Cam Newton stood at the Bank of America Stadium podium, eyes bloodshot, voice warbling -- asked to recount the details behind his team's loss. Reporters locked on the quarterback, just as they have for his first three years in Charlotte, hearing him explain the bittersweet nature of the season and attempt to be diplomatic in defeat, trained following years of criticism about his postgame demeanor.
A few walls away there was a far more meaningful conversation happening with another Panthers player, but without the formality. Veteran offensive tackle Jordan Gross just completed his 11th NFL season, one of his best, and yet it seems possible Gross could be on the verge of giving it up. He spoke with Panthers reporter Bill Voth about what the next step could be.
Understanding why Gross would entertain retirement is a lesson in the left tackle's personality. He's a man defined publicly by his football career, but always seemed at odds with this definition. After restructuring his contract with the Panthers in March of 2013, there was no security left in Carolina, and he was scheduled to play on a one-year contract with free agency waiting around the corner.
It's presumptuous to call the change in contract "a wake-up call" or another labored phrase, but there was a shift in how Gross operated publicly. The normally private lineman became available and his occasional radio appearances became routine, which culminated in the formation of his own podcast "This is Gross," produced by the Panthers but left autonomous to be his private place to chat with teammates, talk about topics that weren't always football and generally show a very different side.
We're left with a veteran offensive lineman who found a passion outside of football, without a contract, needing to decide his next step. Suddenly his comment from Sunday takes on new meaning: "I plan on working here one way or another for a long time."
Gross might have found his "other."
The Panthers, like Gross, are at a crossroads. One year into the tenure of general manager Dave Gettleman, they need to build on the success from 2013 -- but that's easier said than done. A cash-strapped organization is facing its most difficult offseason in which the front office needs to find a long-term wide receiver to eventually replace Steve Smith, try to come to terms on a long-term deal for All-Pro pass rusher Greg Hardy and now juggle the possibility of losing the team's franchise left tackle.
It's not simply a product of "next man up," because there isn't anyone left on the roster. Bad drafting and neglect at the offensive tackle position has bred a scenario where there's nobody else who can fill the role if Gross retires. This is a unit patched together with undrafted free agents and converted defensive tackles. There's promise and projects at offensive guard, but tackle is a huge problem.

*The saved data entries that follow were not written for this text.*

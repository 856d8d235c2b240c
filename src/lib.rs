//! glmselect: GLM fitting and exact best-subset model selection
//!
//! This crate fits generalized linear models (gaussian, binomial, poisson,
//! and gamma responses under the usual link functions) and searches the
//! space of predictor subsets for the models with the best AIC, AICc, or
//! BIC. The search is a parallel branch and bound that prunes with metric
//! lower bounds, so it ranks subsets exactly without fitting all of them.
//!
//! # Example
//!
//! ```ignore
//! use glmselect::prelude::*;
//!
//! // Load a delimited table and assemble the design
//! let table = read_table("data.tsv")?;
//! let design = build_design(&table, "y", None, true, &[])?;
//!
//! // Rank every admissible subset by AIC, keeping the ten best
//! let family = Family::parse("gaussian", "identity")?;
//! let options = SearchOptions {
//!     num_best: 10,
//!     ..SearchOptions::default()
//! };
//! let result = select_best_subset(
//!     &design.data,
//!     &family,
//!     &design.candidates,
//!     &FitControl::default(),
//!     &options,
//! )?;
//! ```

pub mod cli;
pub mod confidence;
pub mod data;
pub mod error;
pub mod family;
pub mod glm;
pub mod io;
pub mod search;

/// Prelude module for convenient imports
pub mod prelude {
    pub use crate::confidence::{metric_interval, IntervalControl, MetricBound};
    pub use crate::data::GlmData;
    pub use crate::error::{GlmSelectError, Result};
    pub use crate::family::{Distribution, Family, Link};
    pub use crate::glm::{fit, FitControl, FitMethod, FitResult, FitStatus};
    pub use crate::io::{
        build_design, read_table, write_fit, write_intervals, write_json, write_selection,
        write_stepwise, DesignTable, FitReport, IntervalReport, NumericTable, SearchReport,
        StepwiseReport,
    };
    pub use crate::search::{
        select_best_subset, stepwise, CandidateSet, ModelMask, ScoredModel, SearchOptions,
        SelectionMetric, SelectionResult, StepDirection, StepwiseOptions, StepwiseResult,
    };
}

use prelude::*;

/// Search every admissible subset for the best models by one metric, with
/// default fit settings
pub fn run_selection(
    data: &GlmData,
    family: &Family,
    candidates: &CandidateSet,
    metric: SelectionMetric,
    num_best: usize,
) -> Result<SelectionResult> {
    let control = FitControl::default();
    let options = SearchOptions {
        metric,
        num_best,
        ..SearchOptions::default()
    };
    select_best_subset(data, family, candidates, &control, &options)
}

/// Greedy stepwise selection with default fit settings
pub fn run_stepwise(
    data: &GlmData,
    family: &Family,
    candidates: &CandidateSet,
    direction: StepDirection,
    metric: SelectionMetric,
) -> Result<StepwiseResult> {
    let control = FitControl::default();
    let options = StepwiseOptions {
        direction,
        metric,
        ..StepwiseOptions::default()
    };
    stepwise(data, family, candidates, &control, &options)
}
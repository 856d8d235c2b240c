//! Parallel branch and bound over variable subsets
//!
//! Nodes are (mask, remaining-tail) pairs: a node owns the model given by
//! its mask, and its subtree holds every model reachable by adding tail
//! variables. Each subset is fitted exactly once, as the lower model of
//! the node that introduces it. Bounds come from the subtree's upper
//! model: the first child shares the parent's upper model and shifts the
//! parent bound, later children check the shifted bound cheaply before
//! refitting their own upper model for a tighter one.
//!
//! Workers race only on the kept-models list and the progress meter, both
//! behind mutexes. Admission is ordered by (metric, mask), so the final
//! list does not depend on scheduling.

use std::sync::{Mutex, MutexGuard};

use rayon::prelude::*;

use crate::data::GlmData;
use crate::error::{GlmSelectError, Result};
use crate::family::Family;
use crate::glm::{fit, FitControl};
use crate::search::context::{evaluate_subset, BestModels, Progress, ScoredModel};
use crate::search::metric::SelectionMetric;
use crate::search::model::{count_models, CandidateSet, ModelMask};

/// Knobs for the exhaustive search
#[derive(Debug, Clone)]
pub struct SearchOptions {
    pub metric: SelectionMetric,
    /// How many models to keep
    pub num_best: usize,
    /// Discard models more than this above the best metric found
    pub cutoff: f64,
    /// Cap on included free variables per model, beyond the mandatory set
    pub max_free: Option<usize>,
    /// Emit progress lines through the logger
    pub progress: bool,
}

impl Default for SearchOptions {
    fn default() -> Self {
        SearchOptions {
            metric: SelectionMetric::Aic,
            num_best: 1,
            cutoff: f64::INFINITY,
            max_free: None,
            progress: false,
        }
    }
}

/// Ranked outcome of a subset search
#[derive(Debug)]
pub struct SelectionResult {
    /// Kept models, ascending by (metric, mask)
    pub models: Vec<ScoredModel>,
    /// Candidates accounted for, fitted or pruned
    pub models_checked: f64,
}

impl SelectionResult {
    pub fn best(&self) -> Option<&ScoredModel> {
        self.models.first()
    }
}

/// A worker panic unwinds through rayon and poisons these locks on the way
/// out; recovering the guard here keeps the unwind path quiet.
fn lock<T>(mutex: &Mutex<T>) -> MutexGuard<'_, T> {
    mutex.lock().unwrap_or_else(|poisoned| poisoned.into_inner())
}

struct SearchShared<'a> {
    data: &'a GlmData,
    family: &'a Family,
    candidates: &'a CandidateSet,
    control: &'a FitControl,
    metric: SelectionMetric,
    dispersion: bool,
    max_free: usize,
    best: Mutex<BestModels>,
    progress: Mutex<Progress>,
}

impl SearchShared<'_> {
    fn evaluate(&self, mask: &ModelMask) -> Result<ScoredModel> {
        evaluate_subset(
            self.data,
            self.family,
            self.candidates,
            self.control,
            self.metric,
            self.dispersion,
            mask,
        )
    }

    /// Log-likelihood of a subtree's upper model, None when that fit is
    /// unusable (which disables pruning below it)
    fn upper_log_lik(&self, upper: &ModelMask) -> Result<Option<f64>> {
        let sub = self.candidates.design_for(self.data, upper);
        let fitted = fit(&sub, self.family, None, self.control)?;
        Ok((fitted.status.is_usable() && fitted.log_lik.is_finite()).then_some(fitted.log_lik))
    }

    fn threshold(&self) -> f64 {
        lock(&self.best).prune_threshold()
    }
}

/// Expand the children of one node in parallel.
///
/// `bound` is a valid lower bound for every model in the node's subtree;
/// `used_free` counts the free variables already in `mask` and is strictly
/// below the budget when this is called.
fn descend(
    shared: &SearchShared<'_>,
    mask: &ModelMask,
    tail: &[usize],
    bound: f64,
    used_free: usize,
) -> Result<()> {
    let n_obs = shared.data.n_obs();
    tail.par_iter().enumerate().try_for_each(|(i, &var)| {
        let child_mask = mask.with(var);
        let child_cols = shared.candidates.cols_in(&child_mask);
        let added = shared.candidates.var_cols(var).len();
        let naive = shared.metric.shift_bound(bound, added, child_cols, n_obs);

        let rest = &tail[i + 1..];
        let budget = shared.max_free - used_free - 1;
        let subtree = count_models(rest.len(), budget);

        if naive > shared.threshold() {
            lock(&shared.progress).advance(subtree);
            return Ok(());
        }

        if shared.candidates.admissible(&child_mask) {
            let scored = shared.evaluate(&child_mask)?;
            lock(&shared.best).offer(scored);
        }
        lock(&shared.progress).advance(1.0);

        if rest.is_empty() || budget == 0 {
            return Ok(());
        }

        let child_bound = if i == 0 {
            naive
        } else {
            let mut upper = child_mask.clone();
            for &v in rest {
                upper.set(v, true);
            }
            match shared.upper_log_lik(&upper)? {
                Some(ll) => shared.metric.bound(ll, child_cols, n_obs, shared.dispersion),
                None => f64::NEG_INFINITY,
            }
        };

        if child_bound > shared.threshold() {
            lock(&shared.progress).advance(subtree - 1.0);
            return Ok(());
        }
        descend(shared, &child_mask, rest, child_bound, used_free + 1)
    })
}

/// Exhaustively search the subset lattice for the models minimizing the
/// selection criterion.
///
/// The mandatory variables are present in every candidate; hierarchy
/// violations are skipped without cutting the branch, since adding a
/// missing companion deeper down can repair them. Thread count follows
/// the ambient rayon pool.
pub fn select_best_subset(
    data: &GlmData,
    family: &Family,
    candidates: &CandidateSet,
    control: &FitControl,
    options: &SearchOptions,
) -> Result<SelectionResult> {
    if candidates.n_cols() != data.n_cols() {
        return Err(GlmSelectError::DimensionMismatch {
            expected: format!("{} candidate columns", data.n_cols()),
            got: format!("{}", candidates.n_cols()),
        });
    }
    if options.num_best == 0 {
        return Err(GlmSelectError::InvalidInput {
            reason: "num_best must be at least 1".to_string(),
        });
    }
    if !(options.cutoff >= 0.0) {
        return Err(GlmSelectError::InvalidInput {
            reason: "cutoff must be nonnegative".to_string(),
        });
    }

    let free = candidates.free_vars();
    let max_free = options.max_free.unwrap_or(free.len()).min(free.len());
    let total = count_models(free.len(), max_free);
    let dispersion = family.has_dispersion();

    let shared = SearchShared {
        data,
        family,
        candidates,
        control,
        metric: options.metric,
        dispersion,
        max_free,
        best: Mutex::new(BestModels::new(options.num_best, options.cutoff)),
        progress: Mutex::new(Progress::new(total, options.progress)),
    };

    let root = candidates.mandatory_mask();
    if candidates.admissible(&root) {
        let scored = shared.evaluate(&root)?;
        lock(&shared.best).offer(scored);
    }
    lock(&shared.progress).advance(1.0);

    if !free.is_empty() && max_free > 0 {
        let root_cols = candidates.cols_in(&root);
        let root_bound = match shared.upper_log_lik(&candidates.full_mask())? {
            Some(ll) => options.metric.bound(ll, root_cols, data.n_obs(), dispersion),
            None => f64::NEG_INFINITY,
        };
        if root_bound > shared.threshold() {
            lock(&shared.progress).advance(total - 1.0);
        } else {
            descend(&shared, &root, &free, root_bound, 0)?;
        }
    }

    let mut progress = shared
        .progress
        .into_inner()
        .unwrap_or_else(|poisoned| poisoned.into_inner());
    progress.finish();
    let best = shared
        .best
        .into_inner()
        .unwrap_or_else(|poisoned| poisoned.into_inner());

    Ok(SelectionResult {
        models: best.into_ranked(),
        models_checked: progress.checked(),
    })
}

Carolina's ideal scenario would be to talk Gross into one more year. An opportunity to buy the team a season to draft a possible replacement to learn under the veteran for a year, but even that's unclear. The Panthers are under razor-thin salary cap constraints for 2014 and adding the veteran on another one-year deal might be too much for the financials to bear.
Gross is now the elder statesman on the Panthers roster. Only wide receiver Steve Smith predates him. Over that time he's blocked for nine different starting quarterbacks and run the gamut of the team's middling success. There's not quite a sense of finality from the team's veterans, but an air of impending actuality. It's a case of Carolina's window opening just as theirs is starting to shut, and that's the tragedy of being on a team in a perpetual state of building and rebuilding for the better part of a decade.
Much of the time, these problems with veterans tend to sort themselves out unless the sticking point is money, which isn't the case. The big issue is that the Panthers need Jordan Gross more than he needs the Panthers and the allure of football might not be enough anymore.